Your objective
Nothing more is wanted than an exact repeat of the data below.

----- Records for this exercise -----

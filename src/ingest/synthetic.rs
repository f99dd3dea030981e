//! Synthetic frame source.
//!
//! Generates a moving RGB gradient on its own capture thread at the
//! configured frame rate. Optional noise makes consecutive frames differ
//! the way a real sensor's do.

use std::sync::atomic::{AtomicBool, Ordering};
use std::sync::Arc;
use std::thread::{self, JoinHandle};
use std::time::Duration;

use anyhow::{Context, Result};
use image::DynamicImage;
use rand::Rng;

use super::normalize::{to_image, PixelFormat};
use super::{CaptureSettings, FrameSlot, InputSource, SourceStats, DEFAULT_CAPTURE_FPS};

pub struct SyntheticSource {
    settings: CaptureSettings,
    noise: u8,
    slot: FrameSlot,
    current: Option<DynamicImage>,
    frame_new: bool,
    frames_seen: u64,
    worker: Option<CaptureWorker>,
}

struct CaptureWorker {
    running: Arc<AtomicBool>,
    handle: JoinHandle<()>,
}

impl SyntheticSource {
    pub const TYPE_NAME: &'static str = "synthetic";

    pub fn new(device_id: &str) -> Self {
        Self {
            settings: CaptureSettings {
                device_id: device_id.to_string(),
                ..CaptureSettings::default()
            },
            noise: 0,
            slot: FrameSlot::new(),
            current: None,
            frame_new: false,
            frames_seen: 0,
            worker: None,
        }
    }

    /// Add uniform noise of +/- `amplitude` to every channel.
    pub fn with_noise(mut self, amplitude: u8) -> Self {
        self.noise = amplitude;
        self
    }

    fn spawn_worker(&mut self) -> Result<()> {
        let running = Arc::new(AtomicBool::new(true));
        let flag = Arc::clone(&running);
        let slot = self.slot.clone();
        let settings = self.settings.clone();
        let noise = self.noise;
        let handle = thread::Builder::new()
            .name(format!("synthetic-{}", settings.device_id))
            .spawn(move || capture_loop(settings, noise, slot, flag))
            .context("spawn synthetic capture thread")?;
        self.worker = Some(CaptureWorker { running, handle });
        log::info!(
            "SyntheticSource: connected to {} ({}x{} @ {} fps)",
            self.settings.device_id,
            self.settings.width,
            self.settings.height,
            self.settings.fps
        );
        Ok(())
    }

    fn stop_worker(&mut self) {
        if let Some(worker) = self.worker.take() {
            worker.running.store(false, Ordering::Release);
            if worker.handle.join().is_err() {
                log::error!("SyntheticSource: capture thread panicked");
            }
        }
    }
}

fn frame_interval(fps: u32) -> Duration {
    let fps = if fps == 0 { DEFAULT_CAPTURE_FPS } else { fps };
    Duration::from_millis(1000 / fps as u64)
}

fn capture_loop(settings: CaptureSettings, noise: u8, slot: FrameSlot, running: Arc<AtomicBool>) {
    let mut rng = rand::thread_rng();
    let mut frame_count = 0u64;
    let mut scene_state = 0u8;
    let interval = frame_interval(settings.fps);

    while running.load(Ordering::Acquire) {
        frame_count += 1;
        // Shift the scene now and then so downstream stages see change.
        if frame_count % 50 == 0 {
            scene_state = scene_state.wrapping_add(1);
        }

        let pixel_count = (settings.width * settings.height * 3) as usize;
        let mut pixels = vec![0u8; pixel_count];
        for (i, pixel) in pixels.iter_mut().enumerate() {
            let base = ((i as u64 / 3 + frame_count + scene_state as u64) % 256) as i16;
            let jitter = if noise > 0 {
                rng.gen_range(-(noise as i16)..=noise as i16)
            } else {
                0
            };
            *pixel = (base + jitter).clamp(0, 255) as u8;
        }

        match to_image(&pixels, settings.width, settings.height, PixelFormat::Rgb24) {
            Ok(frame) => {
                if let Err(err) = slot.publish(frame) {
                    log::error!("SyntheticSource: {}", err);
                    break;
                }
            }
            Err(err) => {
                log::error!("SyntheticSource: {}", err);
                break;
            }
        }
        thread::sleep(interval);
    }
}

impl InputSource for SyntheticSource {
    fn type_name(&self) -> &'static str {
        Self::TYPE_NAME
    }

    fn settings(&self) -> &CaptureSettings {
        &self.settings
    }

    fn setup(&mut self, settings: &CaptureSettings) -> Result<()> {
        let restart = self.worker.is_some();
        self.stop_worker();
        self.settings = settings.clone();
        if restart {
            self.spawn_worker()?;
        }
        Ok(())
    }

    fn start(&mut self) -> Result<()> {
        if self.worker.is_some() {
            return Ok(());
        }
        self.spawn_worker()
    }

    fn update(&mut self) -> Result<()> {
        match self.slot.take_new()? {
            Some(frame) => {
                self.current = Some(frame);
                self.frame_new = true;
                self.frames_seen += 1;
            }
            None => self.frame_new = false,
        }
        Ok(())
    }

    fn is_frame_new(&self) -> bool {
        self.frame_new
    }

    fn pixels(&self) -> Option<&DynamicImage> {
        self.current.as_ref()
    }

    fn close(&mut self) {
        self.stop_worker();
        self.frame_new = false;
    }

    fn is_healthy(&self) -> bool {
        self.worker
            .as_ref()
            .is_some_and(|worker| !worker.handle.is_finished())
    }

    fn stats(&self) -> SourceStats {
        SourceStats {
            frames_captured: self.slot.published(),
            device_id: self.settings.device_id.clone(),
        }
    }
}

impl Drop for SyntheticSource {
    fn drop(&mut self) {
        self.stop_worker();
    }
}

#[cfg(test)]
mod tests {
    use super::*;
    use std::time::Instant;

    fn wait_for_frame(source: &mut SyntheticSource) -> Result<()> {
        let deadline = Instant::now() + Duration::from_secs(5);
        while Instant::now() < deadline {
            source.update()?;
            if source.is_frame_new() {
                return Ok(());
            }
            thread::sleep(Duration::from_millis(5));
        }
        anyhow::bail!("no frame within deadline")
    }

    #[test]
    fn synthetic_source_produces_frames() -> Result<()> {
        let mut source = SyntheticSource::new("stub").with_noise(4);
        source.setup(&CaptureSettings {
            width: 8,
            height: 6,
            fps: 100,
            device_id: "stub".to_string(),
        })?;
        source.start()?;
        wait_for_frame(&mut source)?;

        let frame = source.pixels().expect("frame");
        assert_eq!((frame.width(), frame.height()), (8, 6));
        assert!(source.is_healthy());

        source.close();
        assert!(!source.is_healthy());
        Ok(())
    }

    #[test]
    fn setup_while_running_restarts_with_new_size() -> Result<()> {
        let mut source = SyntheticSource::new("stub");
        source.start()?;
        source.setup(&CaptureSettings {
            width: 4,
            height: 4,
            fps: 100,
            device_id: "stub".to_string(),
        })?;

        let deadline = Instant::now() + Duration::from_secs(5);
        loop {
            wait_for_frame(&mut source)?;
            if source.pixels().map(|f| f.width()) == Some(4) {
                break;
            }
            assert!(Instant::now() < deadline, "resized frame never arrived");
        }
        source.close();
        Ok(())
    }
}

-----

Response for this exercise
filename src/ingest/synthetic.rs
repository f99dd3dea030981e
//! Synthetic frame source.
//!
//! Generates a moving RGB gradient on its own capture thread at the
//! configured frame rate. Optional noise makes consecutive frames differ
//! the way a real sensor's do.

use std::sync::atomic::{AtomicBool, Ordering};
use std::sync::Arc;
use std::thread::{self, JoinHandle};
use std::time::Duration;

use anyhow::{Context, Result};
use image::DynamicImage;
use rand::Rng;

use super::normalize::{to_image, PixelFormat};
use super::{CaptureSettings, FrameSlot, InputSource, SourceStats, DEFAULT_CAPTURE_FPS};

pub struct SyntheticSource {
    settings: CaptureSettings,
    noise: u8,
    slot: FrameSlot,
    current: Option<DynamicImage>,
    frame_new: bool,
    frames_seen: u64,
    worker: Option<CaptureWorker>,
}

struct CaptureWorker {
    running: Arc<AtomicBool>,
    handle: JoinHandle<()>,
}

impl SyntheticSource {
    pub const TYPE_NAME: &'static str = "synthetic";

    pub fn new(device_id: &str) -> Self {
        Self {
            settings: CaptureSettings {
                device_id: device_id.to_string(),
                ..CaptureSettings::default()
            },
            noise: 0,
            slot: FrameSlot::new(),
            current: None,
            frame_new: false,
            frames_seen: 0,
            worker: None,
        }
    }

    /// Add uniform noise of +/- `amplitude` to every channel.
    pub fn with_noise(mut self, amplitude: u8) -> Self {
        self.noise = amplitude;
        self
    }

    fn spawn_worker(&mut self) -> Result<()> {
        let running = Arc::new(AtomicBool::new(true));
        let flag = Arc::clone(&running);
        let slot = self.slot.clone();
        let settings = self.settings.clone();
        let noise = self.noise;
        let handle = thread::Builder::new()
            .name(format!("synthetic-{}", settings.device_id))
            .spawn(move || capture_loop(settings, noise, slot, flag))
            .context("spawn synthetic capture thread")?;
        self.worker = Some(CaptureWorker { running, handle });
        log::info!(
            "SyntheticSource: connected to {} ({}x{} @ {} fps)",
            self.settings.device_id,
            self.settings.width,
            self.settings.height,
            self.settings.fps
        );
        Ok(())
    }

    fn stop_worker(&mut self) {
        if let Some(worker) = self.worker.take() {
            worker.running.store(false, Ordering::Release);
            if worker.handle.join().is_err() {
                log::error!("SyntheticSource: capture thread panicked");
            }
        }
    }
}

fn frame_interval(fps: u32) -> Duration {
    let fps = if fps == 0 { DEFAULT_CAPTURE_FPS } else { fps };
    Duration::from_millis(1000 / fps as u64)
}

fn capture_loop(settings: CaptureSettings, noise: u8, slot: FrameSlot, running: Arc<AtomicBool>) {
    let mut rng = rand::thread_rng();
    let mut frame_count = 0u64;
    let mut scene_state = 0u8;
    let interval = frame_interval(settings.fps);

    while running.load(Ordering::Acquire) {
        frame_count += 1;
        // Shift the scene now and then so downstream stages see change.
        if frame_count % 50 == 0 {
            scene_state = scene_state.wrapping_add(1);
        }

        let pixel_count = (settings.width * settings.height * 3) as usize;
        let mut pixels = vec![0u8; pixel_count];
        for (i, pixel) in pixels.iter_mut().enumerate() {
            let base = ((i as u64 / 3 + frame_count + scene_state as u64) % 256) as i16;
            let jitter = if noise > 0 {
                rng.gen_range(-(noise as i16)..=noise as i16)
            } else {
                0
            };
            *pixel = (base + jitter).clamp(0, 255) as u8;
        }

        match to_image(&pixels, settings.width, settings.height, PixelFormat::Rgb24) {
            Ok(frame) => {
                if let Err(err) = slot.publish(frame) {
                    log::error!("SyntheticSource: {}", err);
                    break;
                }
            }
            Err(err) => {
                log::error!("SyntheticSource: {}", err);
                break;
            }
        }
        thread::sleep(interval);
    }
}

impl InputSource for SyntheticSource {
    fn type_name(&self) -> &'static str {
        Self::TYPE_NAME
    }

    fn settings(&self) -> &CaptureSettings {
        &self.settings
    }

    fn setup(&mut self, settings: &CaptureSettings) -> Result<()> {
        let restart = self.worker.is_some();
        self.stop_worker();
        self.settings = settings.clone();
        if restart {
            self.spawn_worker()?;
        }
        Ok(())
    }

    fn start(&mut self) -> Result<()> {
        if self.worker.is_some() {
            return Ok(());
        }
        self.spawn_worker()
    }

    fn update(&mut self) -> Result<()> {
        match self.slot.take_new()? {
            Some(frame) => {
                self.current = Some(frame);
                self.frame_new = true;
                self.frames_seen += 1;
            }
            None => self.frame_new = false,
        }
        Ok(())
    }

    fn is_frame_new(&self) -> bool {
        self.frame_new
    }

    fn pixels(&self) -> Option<&DynamicImage> {
        self.current.as_ref()
    }

    fn close(&mut self) {
        self.stop_worker();
        self.frame_new = false;
    }

    fn is_healthy(&self) -> bool {
        self.worker
            .as_ref()
            .is_some_and(|worker| !worker.handle.is_finished())
    }

    fn stats(&self) -> SourceStats {
        SourceStats {
            frames_captured: self.slot.published(),
            device_id: self.settings.device_id.clone(),
        }
    }
}

impl Drop for SyntheticSource {
    fn drop(&mut self) {
        self.stop_worker();
    }
}

#[cfg(test)]
mod tests {
    use super::*;
    use std::time::Instant;

    fn wait_for_frame(source: &mut SyntheticSource) -> Result<()> {
        let deadline = Instant::now() + Duration::from_secs(5);
        while Instant::now() < deadline {
            source.update()?;
            if source.is_frame_new() {
                return Ok(());
            }
            thread::sleep(Duration::from_millis(5));
        }
        anyhow::bail!("no frame within deadline")
    }

    #[test]
    fn synthetic_source_produces_frames() -> Result<()> {
        let mut source = SyntheticSource::new("stub").with_noise(4);
        source.setup(&CaptureSettings {
            width: 8,
            height: 6,
            fps: 100,
            device_id: "stub".to_string(),
        })?;
        source.start()?;
        wait_for_frame(&mut source)?;

        let frame = source.pixels().expect("frame");
        assert_eq!((frame.width(), frame.height()), (8, 6));
        assert!(source.is_healthy());

        source.close();
        assert!(!source.is_healthy());
        Ok(())
    }

    #[test]
    fn setup_while_running_restarts_with_new_size() -> Result<()> {
        let mut source = SyntheticSource::new("stub");
        source.start()?;
        source.setup(&CaptureSettings {
            width: 4,
            height: 4,
            fps: 100,
            device_id: "stub".to_string(),
        })?;

        let deadline = Instant::now() + Duration::from_secs(5);
        loop {
            wait_for_frame(&mut source)?;
            if source.pixels().map(|f| f.width()) == Some(4) {
                break;
            }
            assert!(Instant::now() < deadline, "resized frame never arrived");
        }
        source.close();
        Ok(())
    }
}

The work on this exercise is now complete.